*TASK STATEMENT*: Select all lines in the records that include "PayloadTooLarge".

*DATASET EXCERPTS*:
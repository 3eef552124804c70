//! Durable, bounded, ordered store of pending delivery items.
//!
//! All read-modify-write sequences go through one mutex so racing enqueue,
//! prune, and drain passes never operate on stale snapshots. Persistence is
//! best-effort: a failed write is logged and the call completes against the
//! in-memory state (degraded-durability, not data loss within the process).

use std::{sync::Arc, time::Duration};

use chrono::{DateTime, Utc};
use serde::{Deserialize, Serialize};
use tokio::sync::Mutex;
use tracing::{debug, warn};

use crate::{
    error::Result,
    models::{ItemId, NormalizedError, Provider, QueueItem, QueueStats},
    storage::kv::{self, keys, KeyValueStore},
    time::Clock,
};

/// Default maximum number of pending items.
pub const DEFAULT_MAX_ITEMS: usize = 100;

/// Default per-item serialized-size cap in bytes (64 KiB).
pub const DEFAULT_MAX_ITEM_BYTES: usize = 64 * 1024;

/// Queue sizing configuration.
#[derive(Debug, Clone, Copy, PartialEq, Eq, Serialize, Deserialize)]
pub struct QueueConfig {
    /// Maximum pending items; the oldest are evicted past this bound.
    pub max_items: usize,
    /// Maximum serialized size of one item. Larger records are rejected at
    /// capture time, never truncated.
    pub max_item_bytes: usize,
}

impl Default for QueueConfig {
    fn default() -> Self {
        Self { max_items: DEFAULT_MAX_ITEMS, max_item_bytes: DEFAULT_MAX_ITEM_BYTES }
    }
}

impl QueueConfig {
    /// Builds queue bounds from persisted runtime settings.
    pub fn from_settings(settings: &crate::storage::settings::Settings) -> Self {
        Self { max_items: settings.max_queue_items, max_item_bytes: settings.max_item_bytes }
    }
}

/// Outcome of an enqueue call.
#[derive(Debug, Clone, Copy, PartialEq, Eq)]
pub struct Enqueued {
    /// Identifier of the newly queued item.
    pub id: ItemId,
    /// Oldest items evicted to stay within `max_items`. The caller accounts
    /// these as dropped.
    pub evicted: usize,
}

/// Persisted queue blob.
#[derive(Debug, Default, Serialize, Deserialize)]
struct QueueRecord {
    items: Vec<QueueItem>,
}

/// Durable FIFO queue of pending deliveries, partitioned into per-provider
/// lanes by the `provider` tag on each item.
#[derive(Debug)]
pub struct QueueStore {
    store: Arc<dyn KeyValueStore>,
    clock: Arc<dyn Clock>,
    config: QueueConfig,
    /// Single serialization point for every mutation, including its persist
    /// step. Items are kept ordered by `created_at` ascending.
    state: Mutex<Vec<QueueItem>>,
}

impl QueueStore {
    /// Creates an empty queue store over the given backend.
    pub fn new(store: Arc<dyn KeyValueStore>, clock: Arc<dyn Clock>, config: QueueConfig) -> Self {
        Self { store, clock, config, state: Mutex::new(Vec::new()) }
    }

    /// Restores queued items from the persistence backend.
    ///
    /// A missing record starts empty; a corrupt record is discarded with a
    /// warning rather than poisoning startup.
    ///
    /// # Errors
    ///
    /// Returns a persistence error when the backend read itself fails.
    pub async fn load(&self) -> Result<usize> {
        let record = match kv::load_json::<QueueRecord>(self.store.as_ref(), keys::QUEUE).await {
            Ok(record) => record.unwrap_or_default(),
            Err(crate::error::CoreError::Serialization(e)) => {
                warn!(error = %e, "discarding corrupt queue record");
                QueueRecord::default()
            },
            Err(e) => return Err(e),
        };

        let mut state = self.state.lock().await;
        *state = record.items;
        state.sort_by_key(|item| item.created_at);
        debug!(restored = state.len(), "queue restored from persistence");
        Ok(state.len())
    }

    /// Enqueues an error record for the given provider lane.
    ///
    /// Never fails: the generated id is always returned and the item is
    /// queued in memory even when the persistence write is rejected (the
    /// failure is logged). Evicts oldest items past the configured bound.
    pub async fn enqueue(&self, error: NormalizedError, provider: Provider) -> Enqueued {
        let item = QueueItem {
            id: ItemId::new(),
            error,
            provider,
            retry_count: 0,
            created_at: self.clock.now(),
            not_before: None,
        };
        let id = item.id;

        let mut state = self.state.lock().await;
        state.push(item);
        // Enqueue timestamps are monotone per clock, but imported or
        // restored items may interleave.
        state.sort_by_key(|item| item.created_at);

        let mut evicted = 0;
        while state.len() > self.config.max_items {
            let victim = state.remove(0);
            evicted += 1;
            warn!(
                item_id = %victim.id,
                provider = %victim.provider,
                "queue full, evicting oldest item"
            );
        }

        self.persist(&state).await;
        Enqueued { id, evicted }
    }

    /// Returns up to `limit` pending items, oldest first.
    ///
    /// Items stay queued until [`remove`](Self::remove); a drain pass that
    /// dies mid-flight loses nothing.
    pub async fn dequeue_batch(&self, provider: Option<&Provider>, limit: usize) -> Vec<QueueItem> {
        let state = self.state.lock().await;
        state
            .iter()
            .filter(|item| provider.map_or(true, |p| &item.provider == p))
            .take(limit)
            .cloned()
            .collect()
    }

    /// Removes a delivered or abandoned item. Returns whether it was present.
    pub async fn remove(&self, id: ItemId) -> bool {
        let mut state = self.state.lock().await;
        let before = state.len();
        state.retain(|item| item.id != id);
        let removed = state.len() < before;
        if removed {
            self.persist(&state).await;
        }
        removed
    }

    /// Records a failed attempt by raising the item's retry count.
    ///
    /// Retry counts are monotonic: an update below the current value is
    /// ignored, so overlapping drain passes cannot rewind backoff. An
    /// accepted update also replaces the item's `not_before` hold:
    /// rate-limited attempts store the backend's earliest-next-attempt time,
    /// other failures clear it back to the computed backoff schedule.
    pub async fn update_retry_count(
        &self,
        id: ItemId,
        retry_count: u32,
        not_before: Option<DateTime<Utc>>,
    ) -> Result<()> {
        let mut state = self.state.lock().await;
        let item = state
            .iter_mut()
            .find(|item| item.id == id)
            .ok_or_else(|| crate::error::CoreError::not_found(format!("queue item {id}")))?;

        if retry_count > item.retry_count {
            item.retry_count = retry_count;
            item.not_before = not_before;
            self.persist(&state).await;
        }
        Ok(())
    }

    /// Removes items older than `max_age`. Returns how many were removed.
    pub async fn prune_older_than(&self, max_age: Duration) -> usize {
        let cutoff = self.clock.now()
            - chrono::Duration::from_std(max_age).unwrap_or_else(|_| chrono::Duration::max_value());

        let mut state = self.state.lock().await;
        let before = state.len();
        state.retain(|item| item.created_at >= cutoff);
        let pruned = before - state.len();
        if pruned > 0 {
            debug!(pruned, "pruned stale queue items");
            self.persist(&state).await;
        }
        pruned
    }

    /// Removes all items, or all items in one provider lane.
    pub async fn clear(&self, provider: Option<&Provider>) -> usize {
        let mut state = self.state.lock().await;
        let before = state.len();
        match provider {
            Some(p) => state.retain(|item| &item.provider != p),
            None => state.clear(),
        }
        let cleared = before - state.len();
        if cleared > 0 {
            self.persist(&state).await;
        }
        cleared
    }

    /// Returns a point-in-time view of the queue.
    pub async fn stats(&self) -> QueueStats {
        let state = self.state.lock().await;
        let byte_size = serde_json::to_string(&QueueRecord { items: state.clone() })
            .map(|raw| raw.len())
            .unwrap_or(0);
        QueueStats {
            item_count: state.len(),
            byte_size,
            oldest_timestamp: state.first().map(|item| item.created_at),
        }
    }

    /// Returns the distinct provider lanes with pending items.
    pub async fn providers(&self) -> Vec<Provider> {
        let state = self.state.lock().await;
        let mut providers: Vec<Provider> = Vec::new();
        for item in state.iter() {
            if !providers.contains(&item.provider) {
                providers.push(item.provider.clone());
            }
        }
        providers
    }

    /// Validates a serialized record size against the per-item cap.
    ///
    /// # Errors
    ///
    /// Returns [`PayloadTooLarge`](crate::error::CoreError::PayloadTooLarge)
    /// when the record exceeds the cap. Oversized records are rejected
    /// whole, never truncated.
    pub fn check_item_size(&self, size_bytes: usize) -> Result<()> {
        if size_bytes > self.config.max_item_bytes {
            return Err(crate::error::CoreError::PayloadTooLarge {
                size_bytes,
                max_bytes: self.config.max_item_bytes,
            });
        }
        Ok(())
    }

    /// Replaces the queue contents wholesale. Used by import.
    pub(crate) async fn replace_all(&self, mut items: Vec<QueueItem>) -> Result<()> {
        items.sort_by_key(|item| item.created_at);
        let mut state = self.state.lock().await;
        *state = items;
        kv::store_json(self.store.as_ref(), keys::QUEUE, &QueueRecord { items: state.clone() })
            .await
    }

    /// Snapshot of every queued item, oldest first. Used by export.
    pub(crate) async fn snapshot(&self) -> Vec<QueueItem> {
        self.state.lock().await.clone()
    }

    /// Best-effort persist of the current state; failures degrade the call
    /// to in-memory-only, logged rather than surfaced to the enqueuer.
    async fn persist(&self, items: &[QueueItem]) {
        let record = QueueRecord { items: items.to_vec() };
        if let Err(e) = kv::store_json(self.store.as_ref(), keys::QUEUE, &record).await {
            warn!(error = %e, "queue persist failed, continuing in-memory");
        }
    }
}
//! Core domain models and strongly-typed identifiers.
//!
//! Defines the canonical error record, queue items, and newtype ID wrappers
//! for compile-time type safety. Records are immutable once enqueued; only
//! the retry counter of a queue item changes over its lifetime, and only
//! through the queue store.

use std::{collections::BTreeMap, fmt};

use chrono::{DateTime, Utc};
use serde::{Deserialize, Serialize};
use uuid::Uuid;

/// Strongly-typed identifier of a captured error record.
///
/// Wraps a UUID to prevent mixing with queue item IDs. Assigned at capture
/// time and stable across retries and export/import.
#[derive(Debug, Clone, Copy, PartialEq, Eq, Hash, Serialize, Deserialize)]
pub struct ErrorId(pub Uuid);

impl ErrorId {
    /// Creates a new random error ID.
    pub fn new() -> Self {
        Self(Uuid::new_v4())
    }
}

impl Default for ErrorId {
    fn default() -> Self {
        Self::new()
    }
}

impl fmt::Display for ErrorId {
    fn fmt(&self, f: &mut fmt::Formatter<'_>) -> fmt::Result {
        write!(f, "{}", self.0)
    }
}

impl From<Uuid> for ErrorId {
    fn from(uuid: Uuid) -> Self {
        Self(uuid)
    }
}

/// Strongly-typed identifier of a queued delivery item.
///
/// Generated at enqueue time. One error record enqueued twice yields two
/// distinct item IDs.
#[derive(Debug, Clone, Copy, PartialEq, Eq, Hash, Serialize, Deserialize)]
pub struct ItemId(pub Uuid);

impl ItemId {
    /// Creates a new random item ID.
    pub fn new() -> Self {
        Self(Uuid::new_v4())
    }
}

impl Default for ItemId {
    fn default() -> Self {
        Self::new()
    }
}

impl fmt::Display for ItemId {
    fn fmt(&self, f: &mut fmt::Formatter<'_>) -> fmt::Result {
        write!(f, "{}", self.0)
    }
}

impl From<Uuid> for ItemId {
    fn from(uuid: Uuid) -> Self {
        Self(uuid)
    }
}

/// Name of a reporting backend ("sentry", "raygun", ...).
///
/// Queue items are tagged with the provider that was current at capture
/// time, so previously queued items keep draining to their original backend
/// after the active adapter changes.
#[derive(Debug, Clone, PartialEq, Eq, Hash, PartialOrd, Ord, Serialize, Deserialize)]
pub struct Provider(pub String);

impl Provider {
    /// Returns the provider name as a string slice.
    pub fn as_str(&self) -> &str {
        &self.0
    }
}

impl fmt::Display for Provider {
    fn fmt(&self, f: &mut fmt::Formatter<'_>) -> fmt::Result {
        write!(f, "{}", self.0)
    }
}

impl From<&str> for Provider {
    fn from(name: &str) -> Self {
        Self(name.to_string())
    }
}

impl From<String> for Provider {
    fn from(name: String) -> Self {
        Self(name)
    }
}

/// Severity of a captured record.
#[derive(Debug, Clone, Copy, PartialEq, Eq, PartialOrd, Ord, Serialize, Deserialize)]
#[serde(rename_all = "lowercase")]
pub enum Level {
    /// Verbose diagnostic detail.
    Debug,
    /// Informational breadcrumb-grade event.
    Info,
    /// Something unexpected but recoverable.
    Warning,
    /// An application error.
    Error,
    /// The application cannot continue.
    Fatal,
}

impl Default for Level {
    fn default() -> Self {
        Self::Error
    }
}

impl fmt::Display for Level {
    fn fmt(&self, f: &mut fmt::Formatter<'_>) -> fmt::Result {
        match self {
            Self::Debug => write!(f, "debug"),
            Self::Info => write!(f, "info"),
            Self::Warning => write!(f, "warning"),
            Self::Error => write!(f, "error"),
            Self::Fatal => write!(f, "fatal"),
        }
    }
}

/// One frame of a captured stack trace, innermost first.
#[derive(Debug, Clone, PartialEq, Eq, Serialize, Deserialize)]
pub struct StackFrame {
    /// Function or method name.
    pub function: String,
    /// Source file, when known.
    #[serde(skip_serializing_if = "Option::is_none", default)]
    pub file: Option<String>,
    /// 1-based line number, when known.
    #[serde(skip_serializing_if = "Option::is_none", default)]
    pub line: Option<u32>,
    /// 1-based column number, when known.
    #[serde(skip_serializing_if = "Option::is_none", default)]
    pub column: Option<u32>,
}

impl StackFrame {
    /// Creates a frame with only a function name.
    pub fn named(function: impl Into<String>) -> Self {
        Self { function: function.into(), file: None, line: None, column: None }
    }
}

/// A timestamped diagnostic event preceding an error.
///
/// Breadcrumbs live in a bounded ring; the trail current at capture time is
/// frozen into the record.
#[derive(Debug, Clone, PartialEq, Serialize, Deserialize)]
pub struct Breadcrumb {
    /// When the event occurred.
    pub timestamp: DateTime<Utc>,
    /// Grouping category ("http", "navigation", "console", ...).
    pub category: String,
    /// Human-readable description.
    pub message: String,
    /// Severity of the breadcrumb itself.
    pub level: Level,
    /// Optional structured payload.
    #[serde(skip_serializing_if = "Option::is_none", default)]
    pub data: Option<serde_json::Value>,
}

/// Identity of the user active when the error was captured.
#[derive(Debug, Clone, Default, PartialEq, Eq, Serialize, Deserialize)]
pub struct UserIdentity {
    /// Stable user identifier.
    #[serde(skip_serializing_if = "Option::is_none", default)]
    pub id: Option<String>,
    /// Email address, if known.
    #[serde(skip_serializing_if = "Option::is_none", default)]
    pub email: Option<String>,
    /// Display or login name, if known.
    #[serde(skip_serializing_if = "Option::is_none", default)]
    pub username: Option<String>,
}

impl UserIdentity {
    /// True when no identifying field is set.
    pub fn is_empty(&self) -> bool {
        self.id.is_none() && self.email.is_none() && self.username.is_none()
    }
}

/// Canonical error record produced by the capture pipeline.
///
/// Immutable once enqueued. Everything an adapter needs to report the error
/// is embedded here; adapters receive the record as-is.
#[derive(Debug, Clone, PartialEq, Serialize, Deserialize)]
pub struct NormalizedError {
    /// Unique record identifier.
    pub id: ErrorId,
    /// Primary error message.
    pub message: String,
    /// Error kind or type name ("TypeError", "io::Error", ...).
    pub kind: String,
    /// Severity.
    pub level: Level,
    /// Stack frames, innermost first. Empty when unavailable.
    pub stack: Vec<StackFrame>,
    /// When the error was captured.
    pub timestamp: DateTime<Utc>,
    /// Indexed key/value annotations.
    pub tags: BTreeMap<String, String>,
    /// Free-form structured payload, depth-bounded at capture time.
    pub extra: serde_json::Map<String, serde_json::Value>,
    /// Breadcrumb trail frozen at capture time, oldest first.
    pub breadcrumbs: Vec<Breadcrumb>,
    /// User active at capture time, if any.
    #[serde(skip_serializing_if = "Option::is_none", default)]
    pub user: Option<UserIdentity>,
}

/// One pending delivery, owned by the queue store.
///
/// `retry_count` is monotonically non-decreasing until the item is removed;
/// the delivery engine mutates it only through
/// [`QueueStore::update_retry_count`](crate::storage::QueueStore::update_retry_count).
#[derive(Debug, Clone, PartialEq, Serialize, Deserialize)]
pub struct QueueItem {
    /// Unique item identifier, generated at enqueue time.
    pub id: ItemId,
    /// The record to deliver.
    pub error: NormalizedError,
    /// Lane this item drains to.
    pub provider: Provider,
    /// Completed failed attempts so far.
    pub retry_count: u32,
    /// When the item was enqueued.
    pub created_at: DateTime<Utc>,
    /// Earliest next attempt imposed by the backend (rate-limit guidance).
    /// When set it overrides the computed backoff schedule.
    #[serde(default, skip_serializing_if = "Option::is_none")]
    pub not_before: Option<DateTime<Utc>>,
}

/// Process-wide delivery counters.
///
/// All counters are monotonic; `total_errors` counts records accepted by the
/// capture pipeline (filter-vetoed records are not counted anywhere).
#[derive(Debug, Clone, Copy, Default, PartialEq, Eq, Serialize, Deserialize)]
pub struct Metrics {
    /// Records accepted and enqueued.
    pub total_errors: u64,
    /// Records delivered to an adapter.
    pub successful_errors: u64,
    /// Failed delivery attempts (each transient failure counts once).
    pub failed_errors: u64,
    /// Records lost: retries exhausted, permanent rejection, eviction, or
    /// oversize rejection.
    pub dropped_errors: u64,
}

/// Point-in-time view of the queue.
#[derive(Debug, Clone, Copy, PartialEq, Eq, Serialize, Deserialize)]
pub struct QueueStats {
    /// Number of pending items across all lanes.
    pub item_count: usize,
    /// Serialized size of the queue record in bytes.
    pub byte_size: usize,
    /// Creation time of the oldest pending item.
    pub oldest_timestamp: Option<DateTime<Utc>>,
}
//! Exponential backoff retry policy for failed deliveries.
//!
//! Delay grows as `base_delay * 2^retry_count`, capped at `max_delay`, with
//! optional jitter for load distribution. Dueness is anchored to the item's
//! enqueue time rather than the last failure, so a restart never extends an
//! item's wait beyond its computed schedule.

use std::time::Duration;

use chrono::{DateTime, Utc};
use faultline_core::Settings;
use rand::Rng;
use serde::{Deserialize, Serialize};

use crate::adapter::SendError;

/// Retry policy configuration for error delivery.
///
/// `max_retries` bounds the number of retries after the initial attempt, so
/// an item is attempted at most `max_retries + 1` times before it is dropped.
#[derive(Debug, Clone, PartialEq, Serialize, Deserialize)]
pub struct RetryPolicy {
    /// Maximum number of retries after the initial attempt.
    pub max_retries: u32,

    /// Base delay for exponential backoff calculation.
    pub base_delay: Duration,

    /// Maximum delay between retry attempts.
    pub max_delay: Duration,

    /// Jitter percentage (0.0 to 1.0) to add randomness. Disabled by default
    /// so retry schedules stay deterministic unless opted into.
    pub jitter_factor: f64,
}

impl Default for RetryPolicy {
    fn default() -> Self {
        Self {
            max_retries: 5,
            base_delay: Duration::from_secs(1),
            max_delay: Duration::from_secs(30),
            jitter_factor: 0.0,
        }
    }
}

impl RetryPolicy {
    /// Builds a policy from persisted runtime settings.
    pub fn from_settings(settings: &Settings) -> Self {
        Self {
            max_retries: settings.max_retries,
            base_delay: Duration::from_millis(settings.base_delay_ms),
            max_delay: Duration::from_millis(settings.max_delay_ms),
            jitter_factor: 0.0,
        }
    }

    /// Calculates the backoff delay for an item with the given failure count.
    ///
    /// `retry_count` is the number of attempts that have already failed; a
    /// fresh item (count 0) is due immediately.
    pub fn backoff_delay(&self, retry_count: u32) -> Duration {
        if retry_count == 0 {
            return Duration::ZERO;
        }

        let exponent = retry_count.min(20);
        let multiplier = 2_u32.saturating_pow(exponent);
        let base = self.base_delay.saturating_mul(multiplier);
        let capped = std::cmp::min(base, self.max_delay);

        let jittered = apply_jitter(capped, self.jitter_factor);
        std::cmp::min(jittered, self.max_delay)
    }

    /// Earliest time an item with the given failure count may be attempted.
    ///
    /// Anchored to the item's enqueue time, not the failure time, so the
    /// schedule survives process restarts unchanged.
    pub fn next_attempt_at(&self, created_at: DateTime<Utc>, retry_count: u32) -> DateTime<Utc> {
        let delay = self.backoff_delay(retry_count);
        match chrono::Duration::from_std(delay) {
            Ok(chrono_delay) => created_at + chrono_delay,
            Err(_) => DateTime::<Utc>::MAX_UTC,
        }
    }

    /// Whether an item with the given failure count is due at `now`.
    pub fn is_due(&self, created_at: DateTime<Utc>, retry_count: u32, now: DateTime<Utc>) -> bool {
        now >= self.next_attempt_at(created_at, retry_count)
    }

    /// Decides the fate of an item whose attempt just failed.
    ///
    /// `retry_count` is the item's failure count after recording this
    /// failure. Non-retryable errors and exhausted retry budgets give up;
    /// rate limits reschedule from the failure time using the backend's
    /// guidance instead of the computed backoff.
    pub fn decide(
        &self,
        error: &SendError,
        retry_count: u32,
        created_at: DateTime<Utc>,
        failed_at: DateTime<Utc>,
    ) -> RetryDecision {
        if !error.is_retryable() {
            return RetryDecision::GiveUp { reason: format!("non-retryable error: {error}") };
        }

        if retry_count > self.max_retries {
            return RetryDecision::GiveUp {
                reason: format!("retry budget ({}) exhausted", self.max_retries),
            };
        }

        let next_attempt_at = match error.retry_after_seconds() {
            Some(seconds) => failed_at + chrono::Duration::seconds(seconds.min(86_400) as i64),
            None => self.next_attempt_at(created_at, retry_count),
        };

        RetryDecision::Retry { next_attempt_at }
    }
}

/// Result of a retry decision for a failed attempt.
#[derive(Debug, Clone, PartialEq, Eq)]
pub enum RetryDecision {
    /// Retry the delivery at the specified time.
    Retry {
        /// When the next delivery attempt should be made.
        next_attempt_at: DateTime<Utc>,
    },
    /// Do not retry. The item is dropped.
    GiveUp {
        /// Reason why the delivery should not be retried.
        reason: String,
    },
}

/// Applies jitter to a duration to prevent thundering herd effects.
///
/// Randomizes the delay by ±jitter_factor percentage. For example, with
/// jitter_factor=0.25, a 10s delay becomes 7.5s to 12.5s randomly.
fn apply_jitter(duration: Duration, jitter_factor: f64) -> Duration {
    if jitter_factor <= 0.0 {
        return duration;
    }

    let clamped_jitter = jitter_factor.clamp(0.0, 1.0);

    let mut rng = rand::rng();
    let jitter_range = duration.as_secs_f64() * clamped_jitter;
    let jitter_offset = rng.random_range(-jitter_range..=jitter_range);
    let jittered_secs = duration.as_secs_f64() + jitter_offset;

    Duration::from_secs_f64(jittered_secs.max(0.0))
}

*EXERCISE OUTPUT*:
    /// Returns [`PayloadTooLarge`](crate::error::CoreError::PayloadTooLarge)
            return Err(crate::error::CoreError::PayloadTooLarge {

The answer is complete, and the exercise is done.